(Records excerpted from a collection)
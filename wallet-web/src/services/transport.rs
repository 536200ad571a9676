//! Browser Wallet Transport via wasm-bindgen
//!
//! JavaScript interop for the injected EIP-1193 provider (`window.ethereum`,
//! as exposed by MetaMask and compatible wallets). This module owns the raw
//! wire: request payloads go out as `{ method, params }` objects, replies
//! and provider errors come back as `JsValue`s and are normalized into
//! typed Rust values here. Nothing above this layer inspects
//! transport-specific error shapes.

use alloy_primitives::{hex, Address};
use serde::{Deserialize, Serialize};
use shared::chains::ChainDescriptor;
use shared::utils::parse_address;
use thiserror::Error;
use wasm_bindgen::prelude::*;

// EIP-1193 provider error codes.
const CODE_USER_REJECTED: i64 = 4001;
// EIP-3085/3326: the wallet has never seen the requested chain.
const CODE_UNRECOGNIZED_CHAIN: i64 = 4902;

#[wasm_bindgen(inline_js = "
export function hasEthereum() {
    return typeof window !== 'undefined' && typeof window.ethereum !== 'undefined';
}

export async function ethereumRequest(payload) {
    return await window.ethereum.request(payload);
}

export function onAccountsChanged(callback) {
    if (typeof window.ethereum !== 'undefined' && window.ethereum.on) {
        window.ethereum.on('accountsChanged', callback);
    }
}

export function onChainChanged(callback) {
    if (typeof window.ethereum !== 'undefined' && window.ethereum.on) {
        window.ethereum.on('chainChanged', callback);
    }
}
")]
extern "C" {
    /// True when an EIP-1193 provider is injected into the page.
    fn hasEthereum() -> bool;

    /// Forward a `{ method, params }` payload to the provider.
    #[wasm_bindgen(catch)]
    async fn ethereumRequest(payload: JsValue) -> Result<JsValue, JsValue>;

    /// Subscribe to wallet-side account list changes.
    fn onAccountsChanged(callback: &js_sys::Function);

    /// Subscribe to wallet-side chain switches.
    fn onChainChanged(callback: &js_sys::Function);
}

/// Transport failures, tagged by the provider's error codes so call sites
/// branch on a finite enumeration instead of JS error shapes.
#[derive(Clone, Debug, Error, PartialEq, Eq)]
pub enum ProviderError {
    #[error("no browser wallet detected")]
    Missing,
    #[error("request rejected in the wallet")]
    Rejected,
    #[error("the wallet does not know the requested chain")]
    UnrecognizedChain,
    #[error("{0}")]
    Rpc(String),
}

impl ProviderError {
    fn from_js(value: JsValue) -> Self {
        let code = js_sys::Reflect::get(&value, &JsValue::from_str("code"))
            .ok()
            .and_then(|code| code.as_f64())
            .map(|code| code as i64);
        match code {
            Some(CODE_USER_REJECTED) => Self::Rejected,
            Some(CODE_UNRECOGNIZED_CHAIN) => Self::UnrecognizedChain,
            _ => Self::Rpc(js_error_message(&value)),
        }
    }
}

fn js_error_message(value: &JsValue) -> String {
    js_sys::Reflect::get(value, &JsValue::from_str("message"))
        .ok()
        .and_then(|message| message.as_string())
        .or_else(|| value.as_string())
        .unwrap_or_else(|| "wallet request failed".to_string())
}

#[derive(Serialize)]
struct RequestPayload<'a, P: Serialize> {
    method: &'a str,
    params: P,
}

/// Call parameters for `eth_call` / `eth_sendTransaction`. Addresses travel
/// as checksummed strings, calldata as `0x`-prefixed hex.
#[derive(Serialize)]
#[serde(rename_all = "camelCase")]
pub struct CallRequest {
    #[serde(skip_serializing_if = "Option::is_none")]
    pub from: Option<String>,
    pub to: String,
    pub data: String,
}

#[derive(Serialize)]
#[serde(rename_all = "camelCase")]
struct SwitchChainParam<'a> {
    chain_id: &'a str,
}

#[derive(Serialize)]
#[serde(rename_all = "camelCase")]
struct AddChainParam {
    chain_id: String,
    chain_name: String,
    rpc_urls: Vec<String>,
    native_currency: NativeCurrency,
    block_explorer_urls: Vec<String>,
}

#[derive(Serialize)]
struct NativeCurrency {
    name: String,
    symbol: String,
    decimals: u8,
}

/// The subset of a transaction receipt the dashboard looks at.
#[derive(Deserialize)]
#[serde(rename_all = "camelCase")]
pub struct ReceiptSummary {
    pub transaction_hash: String,
    /// `"0x1"` success, `"0x0"` reverted; absent on pre-Byzantium nodes.
    pub status: Option<String>,
}

pub fn is_available() -> bool {
    hasEthereum()
}

/// Send one JSON-RPC request through the wallet.
pub async fn request<P: Serialize>(method: &str, params: P) -> Result<JsValue, ProviderError> {
    if !is_available() {
        return Err(ProviderError::Missing);
    }
    let payload = serde_wasm_bindgen::to_value(&RequestPayload { method, params })
        .map_err(|err| ProviderError::Rpc(err.to_string()))?;
    ethereumRequest(payload).await.map_err(ProviderError::from_js)
}

/// Prompt the user for account access (or return the grant already held).
pub async fn request_accounts() -> Result<Vec<Address>, ProviderError> {
    let reply = request("eth_requestAccounts", Vec::<String>::new()).await?;
    Ok(parse_accounts(reply))
}

/// Accounts the wallet has already authorized, without prompting.
pub async fn authorized_accounts() -> Result<Vec<Address>, ProviderError> {
    let reply = request("eth_accounts", Vec::<String>::new()).await?;
    Ok(parse_accounts(reply))
}

pub async fn chain_id() -> Result<u64, ProviderError> {
    let reply = request("eth_chainId", Vec::<String>::new()).await?;
    reply
        .as_string()
        .as_deref()
        .and_then(parse_chain_hex)
        .ok_or_else(|| ProviderError::Rpc("malformed chain id reply".to_string()))
}

pub async fn switch_chain(hex_id: &str) -> Result<(), ProviderError> {
    request("wallet_switchEthereumChain", [SwitchChainParam { chain_id: hex_id }])
        .await
        .map(|_| ())
}

/// Register a chain the wallet does not know yet. Acceptance usually also
/// switches to it.
pub async fn add_chain(chain: &ChainDescriptor) -> Result<(), ProviderError> {
    let param = AddChainParam {
        chain_id: chain.hex_id.to_string(),
        chain_name: chain.name.to_string(),
        rpc_urls: chain.rpc_urls.iter().map(|url| url.to_string()).collect(),
        native_currency: NativeCurrency {
            name: chain.currency_symbol.to_string(),
            symbol: chain.currency_symbol.to_string(),
            decimals: 18,
        },
        block_explorer_urls: chain.explorer_url.iter().map(|url| url.to_string()).collect(),
    };
    request("wallet_addEthereumChain", [param]).await.map(|_| ())
}

/// Execute a read-only contract call against the latest block.
pub async fn eth_call(call: &CallRequest) -> Result<Vec<u8>, ProviderError> {
    let reply = request("eth_call", (call, "latest")).await?;
    let hex_reply = reply
        .as_string()
        .ok_or_else(|| ProviderError::Rpc("non-string call reply".to_string()))?;
    hex::decode(hex_reply.trim_start_matches("0x"))
        .map_err(|err| ProviderError::Rpc(format!("malformed call reply: {err}")))
}

/// Submit a transaction; resolves to its hash once the wallet signs and
/// broadcasts it.
pub async fn send_transaction(tx: &CallRequest) -> Result<String, ProviderError> {
    let reply = request("eth_sendTransaction", (tx,)).await?;
    reply
        .as_string()
        .ok_or_else(|| ProviderError::Rpc("non-string transaction hash".to_string()))
}

/// Receipt for a transaction, or `None` while it is still pending.
pub async fn transaction_receipt(hash: &str) -> Result<Option<ReceiptSummary>, ProviderError> {
    let reply = request("eth_getTransactionReceipt", [hash]).await?;
    if reply.is_null() || reply.is_undefined() {
        return Ok(None);
    }
    serde_wasm_bindgen::from_value(reply)
        .map(Some)
        .map_err(|err| ProviderError::Rpc(format!("malformed receipt: {err}")))
}

pub fn on_accounts_changed(callback: &js_sys::Function) {
    onAccountsChanged(callback);
}

pub fn on_chain_changed(callback: &js_sys::Function) {
    onChainChanged(callback);
}

/// Decode a wallet-reported account array, dropping anything that is not a
/// well-formed address.
pub fn parse_accounts(value: JsValue) -> Vec<Address> {
    let raw: Vec<String> = serde_wasm_bindgen::from_value(value).unwrap_or_default();
    raw.iter()
        .filter_map(|account| match parse_address(account) {
            Ok(address) => Some(address),
            Err(_) => {
                log::warn!("wallet reported a malformed account: {account}");
                None
            }
        })
        .collect()
}

/// Parse the `0x`-prefixed hex chain id used by `eth_chainId` and the
/// `chainChanged` notification.
pub fn parse_chain_hex(hex_id: &str) -> Option<u64> {
    u64::from_str_radix(hex_id.trim_start_matches("0x"), 16).ok()
}

#[cfg(test)]
mod tests {
    use super::*;

    #[test]
    fn chain_hex_parses_wallet_notation() {
        assert_eq!(parse_chain_hex("0x531"), Some(1329));
        assert_eq!(parse_chain_hex("0x1"), Some(1));
        assert_eq!(parse_chain_hex("0xaa36a7"), Some(11155111));
        assert_eq!(parse_chain_hex("mainnet"), None);
        assert_eq!(parse_chain_hex(""), None);
    }

    #[test]
    fn call_request_serializes_to_the_rpc_shape() {
        let call = CallRequest {
            from: None,
            to: "0x4c1f8e0ddd02b4a2aaa68dd7c40e09db370eab71".to_string(),
            data: "0x4e71d92d".to_string(),
        };
        let json = serde_json::to_value(&call).unwrap();
        // `from` must be absent, not null, and keys stay camelCase.
        assert!(json.get("from").is_none());
        assert_eq!(json["to"], "0x4c1f8e0ddd02b4a2aaa68dd7c40e09db370eab71");
        assert_eq!(json["data"], "0x4e71d92d");
    }

    #[test]
    fn request_payload_carries_method_and_params() {
        let payload = RequestPayload { method: "eth_chainId", params: Vec::<String>::new() };
        let json = serde_json::to_value(&payload).unwrap();
        assert_eq!(json["method"], "eth_chainId");
        assert_eq!(json["params"], serde_json::json!([]));
    }
}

▶ About this exercise
Copy every line of the records above that contains "CallRequest".

▶ Worked solution
pub struct CallRequest {
pub async fn eth_call(call: &CallRequest) -> Result<Vec<u8>, ProviderError> {
pub async fn send_transaction(tx: &CallRequest) -> Result<String, ProviderError> {
        let call = CallRequest {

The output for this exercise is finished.